Energetics and efficiency of swimming depends on morphology of animals, on their total body surface area and on the propulsive power of their flippers19,50. Northern fur seals were slightly heavier and longer than Antarctic fur seals, but mostly had much longer and wider fore- and hind-flippers (Table 1). Surface area of the fore-flippers used for propulsion (calculated as twice the surface area of an ellipse to account for both sides of the flipper) was ~25% greater for northern fur seals than Antarctic fur seals, and hind-flipper surface area (calculated as twice the area of a triangle) ~50% greater.
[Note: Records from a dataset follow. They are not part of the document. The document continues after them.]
use std::sync::Arc;

use chrono::{DateTime, Utc};
use tracing::{info, warn};

use crate::domain::{
    build_integrity_report, Account, AccountNumber, AccountType, Cents, Customer, CustomerId,
    IntegrityReport, Transaction, TransactionType,
};
use crate::storage::{
    always, covers, AccountStore, CustomerDirectory, IdGenerator, InMemoryCustomerDirectory, Leg,
    StoreError, TransactionLog,
};

use super::AppError;

/// Application service providing the ledger's operations.
/// This is the primary interface for any client (CLI, tests, embedding code).
///
/// Every operation is atomic with respect to concurrent callers: it either
/// commits its balance change(s) together with the matching log entries, or
/// fails and leaves balances and the log untouched.
pub struct LedgerService {
    ids: Arc<IdGenerator>,
    accounts: AccountStore,
    log: TransactionLog,
    customers: Arc<dyn CustomerDirectory>,
}

/// Both legs of a committed transfer.
#[derive(Debug, Clone)]
pub struct TransferReceipt {
    pub debit: Transaction,
    pub credit: Transaction,
}

impl Default for LedgerService {
    fn default() -> Self {
        Self::in_memory()
    }
}

impl LedgerService {
    /// Assemble a service from its parts. `accounts` must draw its numbers
    /// from the same `ids` generator.
    pub fn new(
        ids: Arc<IdGenerator>,
        accounts: AccountStore,
        log: TransactionLog,
        customers: Arc<dyn CustomerDirectory>,
    ) -> Self {
        Self {
            ids,
            accounts,
            log,
            customers,
        }
    }

    /// Fresh, empty ledger with an in-memory customer directory.
    pub fn in_memory() -> Self {
        Self::with_customers(Arc::new(InMemoryCustomerDirectory::new()))
    }

    /// Fresh, empty ledger backed by the given customer directory.
    pub fn with_customers(customers: Arc<dyn CustomerDirectory>) -> Self {
        let ids = Arc::new(IdGenerator::new());
        let accounts = AccountStore::new(Arc::clone(&ids));
        Self::new(ids, accounts, TransactionLog::new(), customers)
    }

    // ========================
    // Account operations
    // ========================

    /// Register the customer and open a zero-balance account for them.
    /// The number is reserved first, so running out of numbers never leaves
    /// a customer without an account.
    pub fn open_account(
        &self,
        name: &str,
        email: &str,
        account_type: AccountType,
    ) -> Result<AccountNumber, AppError> {
        let number = self.ids.next_account_number()?;
        let customer = self.customers.create(name, email)?;
        self.accounts.insert(Account::new(number.clone(), customer, account_type))?;
        info!(account = %number, %customer, %account_type, "account opened");
        Ok(number)
    }

    pub fn get_account(&self, number: &AccountNumber) -> Result<Account, AppError> {
        Ok(self.accounts.get(number)?)
    }

    /// All accounts ordered by account number.
    pub fn list_accounts(&self) -> Vec<Account> {
        self.accounts.list_all()
    }

    /// Accounts owned by a customer, ordered by account number.
    pub fn list_customer_accounts(&self, customer: CustomerId) -> Result<Vec<Account>, AppError> {
        self.customers.get(customer)?;
        Ok(self.accounts.list_by_customer(customer))
    }

    pub fn get_customer(&self, customer: CustomerId) -> Result<Customer, AppError> {
        Ok(self.customers.get(customer)?)
    }

    /// Accounts of every customer whose name contains `query` (ignoring
    /// case), ordered by account number.
    pub fn search_accounts_by_customer_name(&self, query: &str) -> Vec<Account> {
        let mut found: Vec<Account> = self
            .customers
            .search(query.trim())
            .into_iter()
            .flat_map(|customer| self.accounts.list_by_customer(customer.id))
            .collect();
        found.sort_by(|a, b| a.number.cmp(&b.number));
        found
    }

    // ========================
    // Money movements
    // ========================

    pub fn deposit(
        &self,
        number: &AccountNumber,
        amount: Cents,
        note: Option<String>,
    ) -> Result<Transaction, AppError> {
        ensure_positive(amount)?;
        let note = normalize_note(note);

        let (_, transaction) = self
            .accounts
            .apply_delta_with(number, amount, always, |account| {
                let [transaction] = self.log.append_with(|| {
                    [self.record(
                        TransactionType::Deposit,
                        account,
                        amount,
                        self.ids.next_timestamp(),
                        note,
                    )]
                });
                transaction
            })
            .map_err(|error| refused("deposit", error))?;

        info!(
            account = %number,
            amount,
            balance = transaction.balance_after,
            "deposit committed"
        );
        Ok(transaction)
    }

    pub fn withdraw(
        &self,
        number: &AccountNumber,
        amount: Cents,
        note: Option<String>,
    ) -> Result<Transaction, AppError> {
        ensure_positive(amount)?;
        let note = normalize_note(note);

        let (_, transaction) = self
            .accounts
            .apply_delta_with(number, -amount, covers(amount), |account| {
                let [transaction] = self.log.append_with(|| {
                    [self.record(
                        TransactionType::Withdraw,
                        account,
                        amount,
                        self.ids.next_timestamp(),
                        note,
                    )]
                });
                transaction
            })
            .map_err(|error| refused("withdraw", error))?;

        info!(
            account = %number,
            amount,
            balance = transaction.balance_after,
            "withdrawal committed"
        );
        Ok(transaction)
    }

    /// Move `amount` from one account to another. Both legs share one
    /// timestamp; the debit is logged before the credit.
    pub fn transfer(
        &self,
        from: &AccountNumber,
        to: &AccountNumber,
        amount: Cents,
        note: Option<String>,
    ) -> Result<TransferReceipt, AppError> {
        if from == to {
            warn!(account = %from, "transfer to the same account refused");
            return Err(AppError::SelfTransfer(from.clone()));
        }
        ensure_positive(amount)?;
        let note = normalize_note(note);

        let (_, receipt) = self
            .accounts
            .apply_pair_with(
                Leg::new(from, -amount, covers(amount)),
                Leg::new(to, amount, always),
                |source, destination| {
                    let [debit, credit] = self.log.append_with(|| {
                        let timestamp = self.ids.next_timestamp();
                        [
                            self.record(
                                TransactionType::TransferOut,
                                source,
                                amount,
                                timestamp,
                                note.clone(),
                            ),
                            self.record(
                                TransactionType::TransferIn,
                                destination,
                                amount,
                                timestamp,
                                note,
                            ),
                        ]
                    });
                    TransferReceipt { debit, credit }
                },
            )
            .map_err(|error| refused("transfer", error))?;

        info!(
            from = %from,
            to = %to,
            amount,
            "transfer committed"
        );
        Ok(receipt)
    }

    // ========================
    // Queries
    // ========================

    /// Entries for an account ordered by timestamp. Fails for unknown
    /// accounts even though their statement would simply be empty.
    pub fn get_statement(&self, number: &AccountNumber) -> Result<Vec<Transaction>, AppError> {
        if !self.accounts.contains(number) {
            return Err(AppError::AccountNotFound(number.clone()));
        }
        Ok(self.log.by_account(number))
    }

    /// Every log entry in append order.
    pub fn list_all_transactions(&self) -> Vec<Transaction> {
        self.log.entries()
    }

    /// Replay the log and compare it with the stored balances.
    /// Only meaningful while no operation is in flight.
    pub fn check_integrity(&self) -> IntegrityReport {
        let accounts = self.accounts.list_all();
        let transactions = self.log.entries();
        let report = build_integrity_report(&accounts, &transactions);
        if !report.is_healthy() {
            warn!(
                mismatches = report.mismatches.len(),
                negative = report.negative_balances.len(),
                orphans = report.orphan_entries,
                "ledger integrity check failed"
            );
        }
        report
    }

    fn record(
        &self,
        kind: TransactionType,
        account: &Account,
        amount: Cents,
        timestamp: DateTime<Utc>,
        note: Option<String>,
    ) -> Transaction {
        Transaction::new(
            self.ids.next_transaction_id(),
            kind,
            account.number.clone(),
            amount,
            timestamp,
            account.balance,
        )
        .with_note(note)
    }
}

fn ensure_positive(amount: Cents) -> Result<(), AppError> {
    if amount <= 0 {
        warn!(amount, "non-positive amount refused");
        return Err(AppError::InvalidAmount(amount));
    }
    Ok(())
}

fn normalize_note(note: Option<String>) -> Option<String> {
    note.map(|n| n.trim().to_string()).filter(|n| !n.is_empty())
}

fn refused(operation: &'static str, error: StoreError) -> AppError {
    let error = AppError::from(error);
    warn!(operation, %error, "operation refused");
    error
}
They, thus, constituted a greater proportion of total surface area than they do as a proportion of body mass or body length (i.e., ~18% and ~11% difference in body mass and length respectively).

As a consequence of having bigger flippers, northern fur seals could theoretically produce proportionately greater lift and thrust power while swimming than could Antarctic fur seals. However, the flippers of the northern fur seals also likely created more drag and required greater power20 given that drag increases with total body surface area of an individual51. These morphological differences might explain why northern fur seals beat their flippers less frequently on average than the Antarctic fur seals, and why they required a greater change in energy expenditure for a given change in flipper stroke intensity (estimated from acceleration amplitude in m/s2) than did the Antarctic fur seals (Fig. 1).
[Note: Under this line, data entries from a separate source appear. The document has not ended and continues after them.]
pub mod application;
pub mod cli;
pub mod domain;
pub mod io;
pub mod storage;
pub mod telemetry;

pub use application::{AppError, LedgerService};
pub use domain::*;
We had expected flipper stroke intensity generated while swimming underwater (an index of stroke power) to be greater for northern fur seals than for Antarctic fur seals given the differences in flipper morphology. However, we found the opposite to be the case (i.e., 0.75 ± 0.02 m/s2 for Antarctic fur seals vs. 0.46 ± 0.01 m/s2 for northern fur seals, Table 1). One possible explanation for this finding is that the measured acceleration is intrinsically greater per joule spent for Antarctic fur seals swimming at depth than for northern fur seals (different J/m/s2). This would be consistent with the energetic cost per stroke being similar between species, while the acceleration amplitude is greater per stroke for Antarctic fur seals which means that a change in acceleration should impact energy expenditure in Antarctic fur seals less rapidly than for northern fur seals (Fig. 1). However, this could result from the fact that diving metabolic rates were not found to differ between species.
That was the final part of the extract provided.